//! Configuration loading.
//!
//! No file is read unless one is named explicitly; without `--config`
//! the built-in defaults apply.

use crate::config::schema::BuildConfig;
use crate::config::validator::validate;
use crate::error::{BuildError, Result};
use std::fs;
use std::path::Path;

/// Load the effective configuration.
///
/// A relative `explicit` path is resolved against `project_root`.
///
/// # Errors
///
/// Returns `ConfigNotFound` if the named file doesn't exist.
/// Returns `ConfigParseError` if the YAML is invalid.
/// Returns `ConfigValidationError` if values fail validation.
pub fn load_config(project_root: &Path, explicit: Option<&Path>) -> Result<BuildConfig> {
    let config = match explicit {
        Some(path) => {
            let path = if path.is_absolute() {
                path.to_path_buf()
            } else {
                project_root.join(path)
            };
            tracing::debug!("Loading config overrides from {}", path.display());
            load_config_file(&path)?
        }
        None => BuildConfig::default(),
    };

    validate(&config)?;
    Ok(config)
}

/// Load a single config file and parse it into BuildConfig.
pub fn load_config_file(path: &Path) -> Result<BuildConfig> {
    let content = fs::read_to_string(path).map_err(|e| {
        if e.kind() == std::io::ErrorKind::NotFound {
            BuildError::ConfigNotFound {
                path: path.to_path_buf(),
            }
        } else {
            BuildError::Io(e)
        }
    })?;

    parse_config(&content, path)
}

/// Parse YAML content into BuildConfig.
///
/// An empty document yields the defaults.
pub fn parse_config(content: &str, source_path: &Path) -> Result<BuildConfig> {
    if content.trim().is_empty() {
        return Ok(BuildConfig::default());
    }

    serde_yaml::from_str(content).map_err(|e| BuildError::ConfigParseError {
        path: source_path.to_path_buf(),
        message: e.to_string(),
    })
}

#[cfg(test)]
mod tests {
    use super::*;
    use tempfile::TempDir;

    #[test]
    fn no_explicit_config_uses_defaults() {
        let temp = TempDir::new().unwrap();
        fs::write(temp.path().join("addon-build.yml"), "artifact: ignored.node").unwrap();

        let config = load_config(temp.path(), None).unwrap();
        assert_eq!(config, BuildConfig::default());
    }

    #[test]
    fn explicit_config_overrides_defaults() {
        let temp = TempDir::new().unwrap();
        fs::write(
            temp.path().join("build.yml"),
            "build_script: build:native\ntools:\n  package_manager: yarn\n",
        )
        .unwrap();

        let config = load_config(temp.path(), Some(Path::new("build.yml"))).unwrap();
        assert_eq!(config.build_script, "build:native");
        assert_eq!(config.tools.package_manager, "yarn");
        assert_eq!(config.tools.runtime, "node");
    }

    #[test]
    fn absolute_config_path_is_used_as_is() {
        let temp = TempDir::new().unwrap();
        let elsewhere = TempDir::new().unwrap();
        let path = elsewhere.path().join("cfg.yml");
        fs::write(&path, "artifact: other.node").unwrap();

        let config = load_config(temp.path(), Some(&path)).unwrap();
        assert_eq!(config.artifact, "other.node");
    }

    #[test]
    fn missing_explicit_config_is_not_found() {
        let temp = TempDir::new().unwrap();
        let result = load_config(temp.path(), Some(Path::new("nope.yml")));
        assert!(matches!(result, Err(BuildError::ConfigNotFound { .. })));
    }

    #[test]
    fn invalid_yaml_is_parse_error() {
        let temp = TempDir::new().unwrap();
        fs::write(temp.path().join("bad.yml"), "tools: [unclosed").unwrap();

        let result = load_config(temp.path(), Some(Path::new("bad.yml")));
        assert!(matches!(result, Err(BuildError::ConfigParseError { .. })));
    }

    #[test]
    fn invalid_values_fail_validation() {
        let temp = TempDir::new().unwrap();
        fs::write(temp.path().join("c.yml"), "tools:\n  runtime: \"\"\n").unwrap();

        let result = load_config(temp.path(), Some(Path::new("c.yml")));
        assert!(matches!(
            result,
            Err(BuildError::ConfigValidationError { .. })
        ));
    }

    #[test]
    fn empty_file_yields_defaults() {
        let config = parse_config("   \n", Path::new("empty.yml")).unwrap();
        assert_eq!(config, BuildConfig::default());
    }
}
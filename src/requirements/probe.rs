//! Tool discovery on the search path.
//!
//! Executables are resolved by walking `PATH` ourselves rather than
//! shelling out to `which`/`where`, whose behavior varies across systems.
//! On Windows the `PATHEXT` extensions are tried so `npm.cmd` resolves
//! for a lookup of `npm`.
//!
//! # Example
//!
//! ```no_run
//! use addon_build::requirements::probe::locate_tool;
//!
//! if let Some(node) = locate_tool("node") {
//!     println!("node at {}", node.display());
//! }
//! ```

use crate::orchestrator::SystemContext;
use crate::requirements::status::{ToolProbe, ToolVersion};
use std::path::{Path, PathBuf};

/// Extensions tried on Windows when `PATHEXT` is unset.
const DEFAULT_PATHEXT: &str = ".COM;.EXE;.BAT;.CMD";

/// Check whether a file has executable permission bits set.
#[cfg(unix)]
pub fn is_executable(path: &Path) -> bool {
    use std::os::unix::fs::PermissionsExt;
    path.metadata()
        .map(|m| m.permissions().mode() & 0o111 != 0)
        .unwrap_or(false)
}

/// On Windows, executability is determined by file extension, not permission bits.
#[cfg(not(unix))]
pub fn is_executable(_path: &Path) -> bool {
    true
}

/// File names to try for `tool`, given the platform's `PATHEXT` (if any).
///
/// With `PATHEXT`, extension candidates come first; the bare name is only
/// tried when it already carries an extension. This skips the extensionless
/// shell shims npm installs next to `npm.cmd`.
pub fn candidate_names(tool: &str, pathext: Option<&str>) -> Vec<String> {
    let Some(pathext) = pathext else {
        return vec![tool.to_string()];
    };

    let mut names: Vec<String> = pathext
        .split(';')
        .filter(|ext| !ext.is_empty())
        .map(|ext| format!("{}{}", tool, ext.to_ascii_lowercase()))
        .collect();
    if Path::new(tool).extension().is_some() {
        names.insert(0, tool.to_string());
    }
    names
}

fn platform_pathext() -> Option<String> {
    if cfg!(windows) {
        Some(std::env::var("PATHEXT").unwrap_or_else(|_| DEFAULT_PATHEXT.to_string()))
    } else {
        None
    }
}

fn is_runnable(candidate: &Path) -> bool {
    candidate.is_file() && is_executable(candidate)
}

/// Resolve a tool's binary path by iterating over PATH entries.
///
/// Returns the first match that exists and is executable. A `tool` that
/// already contains a directory component is checked directly.
pub fn resolve_tool_path(tool: &str, path_entries: &[PathBuf]) -> Option<PathBuf> {
    resolve_tool_path_with(tool, path_entries, platform_pathext().as_deref())
}

fn resolve_tool_path_with(
    tool: &str,
    path_entries: &[PathBuf],
    pathext: Option<&str>,
) -> Option<PathBuf> {
    let names = candidate_names(tool, pathext);

    if Path::new(tool).components().count() > 1 {
        return names.into_iter().map(PathBuf::from).find(|c| is_runnable(c));
    }

    for dir in path_entries {
        for name in &names {
            let candidate = dir.join(name);
            if is_runnable(&candidate) {
                return Some(candidate);
            }
        }
    }
    None
}

/// Split the process `PATH` into its entries.
pub fn parse_system_path() -> Vec<PathBuf> {
    std::env::var_os("PATH")
        .map(|path| std::env::split_paths(&path).collect())
        .unwrap_or_default()
}

/// Resolve `tool` against the process `PATH`.
pub fn locate_tool(tool: &str) -> Option<PathBuf> {
    resolve_tool_path(tool, &parse_system_path())
}

/// Probe a tool: resolve it, then ask for its version.
///
/// A missing tool or a failed `--version` query yields
/// [`ToolVersion::Unavailable`]; probing never fails.
pub fn probe_tool(name: &str, ctx: &SystemContext<'_>) -> ToolProbe {
    let path = (ctx.locate)(name);

    let version = match &path {
        Some(resolved) => ToolVersion::from_output((ctx.run_silent)(resolved, &["--version"])),
        None => ToolVersion::Unavailable,
    };

    match &path {
        Some(resolved) => tracing::debug!("Probed {}: {} ({})", name, resolved.display(), version),
        None => tracing::debug!("Probed {}: not found on PATH", name),
    }

    ToolProbe {
        name: name.to_string(),
        path,
        version,
    }
}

TO DO → Each line holding the word "ToolVersion" must be pulled from the records.

ANSWER →
use crate::requirements::status::{ToolProbe, ToolVersion};
/// [`ToolVersion::Unavailable`]; probing never fails.
        Some(resolved) => ToolVersion::from_output((ctx.run_silent)(resolved, &["--version"])),
        None => ToolVersion::Unavailable,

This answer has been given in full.